# three toe paws or four toe paws



## pudgeyredfox (Sep 29, 2012)

Which paw style do you prefer, the three toed one or the four toed one, or a more human shaped foot?

Also with hands, do you prefer the more realistic five fingered ones, or the toony four fingered ones?


----------



## burakki (Sep 29, 2012)

I prefer five "finger-paws" on the hands, and four toes on the feet.


----------



## PapayaShark (Sep 29, 2012)

Feet depends on the species. But always 5 fingers.


----------



## TreacleFox (Sep 29, 2012)

More human like hands but with animal pads, 4 toes; digitgrade legs. C:


----------



## Teal (Sep 29, 2012)

I don't really care, and how many I draw them with depends on the animal.


----------



## Vega (Sep 29, 2012)

Digit-grade legs for the win.  :3


----------



## Shoki (Sep 29, 2012)

Depends on what animal I'm drawing. I do human like hands, but the feet style/number of toes depends on what I think looks good with which character.


----------



## Saellyn (Sep 29, 2012)

Vega said:


> Digit-grade legs for the win.  :3


Both plantigrade and digitigrade look really strange on anthro, though digitigrade looks better. There needs to be some kind of hybrid-type between the two. :C


----------



## Day Coydog (Sep 29, 2012)

4 on hands 3 on feet (non-digitigrade)


----------



## HipsterCoyote (Sep 29, 2012)

Toe number aside,

What are y'all's preferences in placement/shape of the paw pads and whether or not there's that little uh, carpal pad?  (in species where it's applicable like, dogs). I've seen some different approaches on the shapes of the paw pads and some people put in the little carpal pad bump below the wrist and some people don't.  

Reason I'm asking is 'cause I want to make some hand-paws and see if I can't sell them, and I figured this'd be a convenient place to by-the-way ask.


----------



## Percy (Sep 29, 2012)

I prefer five fingered hands, and have no preference on paws.


----------



## Heliophobic (Sep 29, 2012)

Shoki said:


> Depends on what animal I'm drawing. I do human like hands, but the feet style/number of toes depends on what I think looks good with which character.

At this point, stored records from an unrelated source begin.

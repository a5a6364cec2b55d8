//! Generalized Hill number for a single diversity order.
//!
//! ```text
//! q == 1:  D = exp( -Σ V_ij (A_ij/Q) ln(A_ij/Q) )
//! q != 1:  D = ( Σ V_ij (A_ij/Q)^q )^(1/(1-q))
//! ```
//!
//! The two branches are selected by exact equality on `q`. The `q == 1` form
//! is the limit of the general form, which is otherwise singular there.

use nalgebra::DMatrix;

/// Compute the Hill number of order `q`.
///
/// # Arguments
///
/// * `v` - Pair weights (distances in the joint-trait setting)
/// * `a` - Pair abundance weights, same shape as `v`
/// * `q` - Diversity order
/// * `total` - Normalization constant `Q`, normally `Σ V_ij A_ij`
///
/// Terms with `A_ij == 0` contribute nothing to the `q == 1` sum (0·ln0 = 0).
/// No other guarding is done: `total == 0` yields NaN or infinity.
///
/// # Panics
///
/// Panics if `v` and `a` differ in shape.
pub fn hill_number(v: &DMatrix<f64>, a: &DMatrix<f64>, q: f64, total: f64) -> f64 {
    assert_eq!(v.shape(), a.shape(), "Weight and abundance matrices must match");

    if q == 1.0 {
        let entropy: f64 = v
            .iter()
            .zip(a.iter())
            .filter(|&(_, &a_ij)| a_ij != 0.0)
            .map(|(&v_ij, &a_ij)| {
                let w = a_ij / total;
                v_ij * w * w.ln()
            })
            .sum();
        (-entropy).exp()
    } else {
        let sum: f64 = v
            .iter()
            .zip(a.iter())
            .map(|(&v_ij, &a_ij)| v_ij * (a_ij / total).powf(q))
            .sum();
        sum.powf(1.0 / (1.0 - q))
    }
}
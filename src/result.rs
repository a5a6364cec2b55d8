//! Result table collected from an experiment.

use serde::{Deserialize, Serialize};

use crate::error::{HillError, Result};
use crate::trial::TrialResult;
use crate::types::Regime;

/// One row per trial, columns named `{cor,noc}{q}`.
///
/// Columns list every correlated order first, then every uncorrelated order,
/// matching [`TrialResult::values`]. Non-finite cells are kept as-is. A row
/// shorter than the column list (e.g. from hand-edited JSON) reads as NaN in
/// the missing columns.
#[derive(Debug, Clone, PartialEq, Serialize, Deserialize)]
pub struct ResultTable {
    /// Diversity orders, in column order within each regime.
    pub orders: Vec<f64>,
    /// Column names.
    pub columns: Vec<String>,
    /// Row-major cell values.
    pub rows: Vec<Vec<f64>>,
}

impl ResultTable {
    /// Empty table for the given orders.
    pub fn new(orders: &[f64]) -> Self {
        let columns = Regime::ALL
            .iter()
            .flat_map(|regime| orders.iter().map(move |&q| regime.column(q)))
            .collect();
        Self {
            orders: orders.to_vec(),
            columns,
            rows: Vec::new(),
        }
    }

    /// Table holding one row per trial.
    ///
    /// # Panics
    ///
    /// Panics if any trial was evaluated for a different number of orders.
    pub fn from_trials(orders: &[f64], trials: &[TrialResult]) -> Self {
        let mut table = Self::new(orders);
        table.rows.reserve(trials.len());
        for trial in trials {
            table.push(trial);
        }
        table
    }

    /// Append one trial.
    ///
    /// # Panics
    ///
    /// Panics if the trial was evaluated for a different number of orders.
    pub fn push(&mut self, trial: &TrialResult) {
        let values = trial.values();
        assert_eq!(
            values.len(),
            self.columns.len(),
            "Trial width does not match table columns"
        );
        self.rows.push(values);
    }

    /// Number of rows (trials).
    pub fn len(&self) -> usize {
        self.rows.len()
    }

    /// True if no trials were recorded.
    pub fn is_empty(&self) -> bool {
        self.rows.is_empty()
    }

    /// Index of a named column.
    pub fn column_index(&self, name: &str) -> Result<usize> {
        self.columns
            .iter()
            .position(|c| c == name)
            .ok_or_else(|| HillError::UnknownColumn(name.to_string()))
    }

    /// All values of a named column, in row order.
    ///
    /// # Errors
    ///
    /// Returns [`HillError::UnknownColumn`] if no column has that name.
    pub fn column(&self, name: &str) -> Result<Vec<f64>> {
        let idx = self.column_index(name)?;
        Ok(self.column_at(idx))
    }

    /// Values of the column at `idx`, NaN where a row is too short.
    pub(crate) fn column_at(&self, idx: usize) -> Vec<f64> {
        self.rows
            .iter()
            .map(|row| row.get(idx).copied().unwrap_or(f64::NAN))
            .collect()
    }

    /// Values for one regime and order.
    pub fn series(&self, regime: Regime, q: f64) -> Result<Vec<f64>> {
        self.column(&regime.column(q))
    }

    /// Count of NaN or infinite cells.
    pub fn non_finite_count(&self) -> usize {
        self.rows
            .iter()
            .flat_map(|row| row.iter())
            .filter(|v| !v.is_finite())
            .count()
    }
}
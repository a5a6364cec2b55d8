//! Terminal output formatting with colors and box drawing.

use colored::Colorize;

use crate::config::Config;
use crate::statistics::{ColumnSummary, Summary};
use crate::types::Regime;

/// Format a summary for human-readable terminal output.
///
/// One line per diversity order with the median and 95% band of both regimes
/// and the difference of medians (correlated minus uncorrelated).
pub fn format_summary(summary: &Summary) -> String {
    let mut output = String::new();
    let sep = "\u{2500}".repeat(78);

    output.push_str("joint-hill\n");
    output.push_str(&sep);
    output.push('\n');
    output.push_str(&format!("  Trials: {}\n\n", summary.trials));

    output.push_str(&format!(
        "  {:>6}  {:<30}  {:<30}  {}\n",
        "q".bold(),
        "Correlated".cyan().bold(),
        "Uncorrelated".magenta().bold(),
        "\u{0394} median".bold()
    ));

    let correlated: Vec<&ColumnSummary> = summary.regime(Regime::Correlated).collect();
    let uncorrelated: Vec<&ColumnSummary> = summary.regime(Regime::Uncorrelated).collect();

    for (cor, noc) in correlated.iter().zip(uncorrelated.iter()) {
        let delta = cor.median - noc.median;
        output.push_str(&format!(
            "  {:>6}  {:<30}  {:<30}  {}\n",
            cor.order,
            format_band(cor),
            format_band(noc),
            format_delta(delta)
        ));
    }

    output.push('\n');
    output.push_str(&sep);
    output.push('\n');
    output.push_str("Note: bands are the 2.5%\u{2013}97.5% range across trials.\n");

    output
}

/// Format the run configuration as a single header line.
pub fn format_config(config: &Config, seed: Option<u64>) -> String {
    let seed_str = seed
        .or(config.seed)
        .map(|s| format!("0x{s:08x}"))
        .unwrap_or_else(|| "none".to_string());
    format!(
        "joint-hill: species={} trials={} workers={} abundance={} covariance={:.2} seed={}",
        config.species,
        config.trials,
        config.workers,
        config.abundance.name(),
        config.covariance,
        seed_str
    )
}

fn format_band(band: &ColumnSummary) -> String {
    if !band.median.is_finite() {
        return format!("{:<30}", "NaN".red());
    }
    format!(
        "{:>8.3} [{:.3}, {:.3}]",
        band.median, band.lower, band.upper
    )
}

fn format_delta(delta: f64) -> String {
    if !delta.is_finite() {
        return "NaN".red().to_string();
    }
    let text = format!("{:+.3}", delta);
    if delta < 0.0 {
        text.yellow().to_string()
    } else {
        text.green().to_string()
    }
}

#[cfg(test)]
mod tests {
    use super::*;
    use crate::result::ResultTable;
    use crate::trial::TrialResult;

    fn make_summary(nan: bool) -> Summary {
        let first = if nan { f64::NAN } else { 4.0 };
        let trials = vec![
            TrialResult {
                correlated: vec![first, 3.0],
                uncorrelated: vec![5.0, 4.5],
            },
            TrialResult {
                correlated: vec![first, 3.0],
                uncorrelated: vec![5.0, 4.5],
            },
        ];
        Summary::from_table(&ResultTable::from_trials(&[1.0, 2.0], &trials))
    }

    #[test]
    fn test_format_summary() {
        colored::control::set_override(false);
        let output = format_summary(&make_summary(false));
        assert!(output.contains("joint-hill"));
        assert!(output.contains("Trials: 2"));
        assert!(output.contains("4.000 [4.000, 4.000]"));
        assert!(output.contains("-1.000"));
        assert!(output.contains("-1.500"));
    }

    #[test]
    fn test_format_summary_with_nan() {
        colored::control::set_override(false);
        let output = format_summary(&make_summary(true));
        assert!(output.contains("NaN"));
    }

    #[test]
    fn test_format_config() {
        let config = Config::default();
        let line = format_config(&config, Some(255));
        assert!(line.contains("species=1000"));
        assert!(line.contains("abundance=logseries"));
        assert!(line.contains("seed=0x000000ff"));
        assert!(format_config(&config, None).contains("seed=none"));
    }
}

Bob looks great with six toes, but Fred is totally a three.


----------



## PapayaShark (Sep 29, 2012)

Saellyn said:


> Both plantigrade and digitigrade look really strange on anthro, though digitigrade looks better. There needs to be some kind of hybrid-type between the two. :C



Nah, plantigrade looks way better. And less back-breaking.


----------



## HipsterCoyote (Sep 29, 2012)

How would Plantidigrade work, man.


----------



## Fuzzle (Sep 29, 2012)

I used to draw 3 toed feet until I realized I was doing it not realizing animals had an extra toe. Considering I wasn't intending a cartoon style, It's strange it took me so long to realize my paws looked strange. Now I try for realistic feet, small, 4 toes, a mixture of human anatomy and animal. I try to blend the two for the best combination.


----------



## Heliophobic (Sep 29, 2012)

HipsterCoyote said:


> How would Plantidigrade work, man.



With feet instead of paws. But those footpaw things because those don't look as weird as human feet on an anthro.


----------



## Fallowfox (Sep 29, 2012)

Saellyn said:


> Both plantigrade and digitigrade look really strange on anthro, though digitigrade looks better. There needs to be some kind of hybrid-type between the two. :C



Sod it and go ungulate.


----------



## Butters Shikkon (Sep 29, 2012)

For me, it really depends on the artist's skill and style for both hands and feet, but I think 5 fingers is a nice mirror to the human aspect.


----------



## Fuzzle (Sep 29, 2012)

Little comparison for how I did feet back in 2004/2005 and now.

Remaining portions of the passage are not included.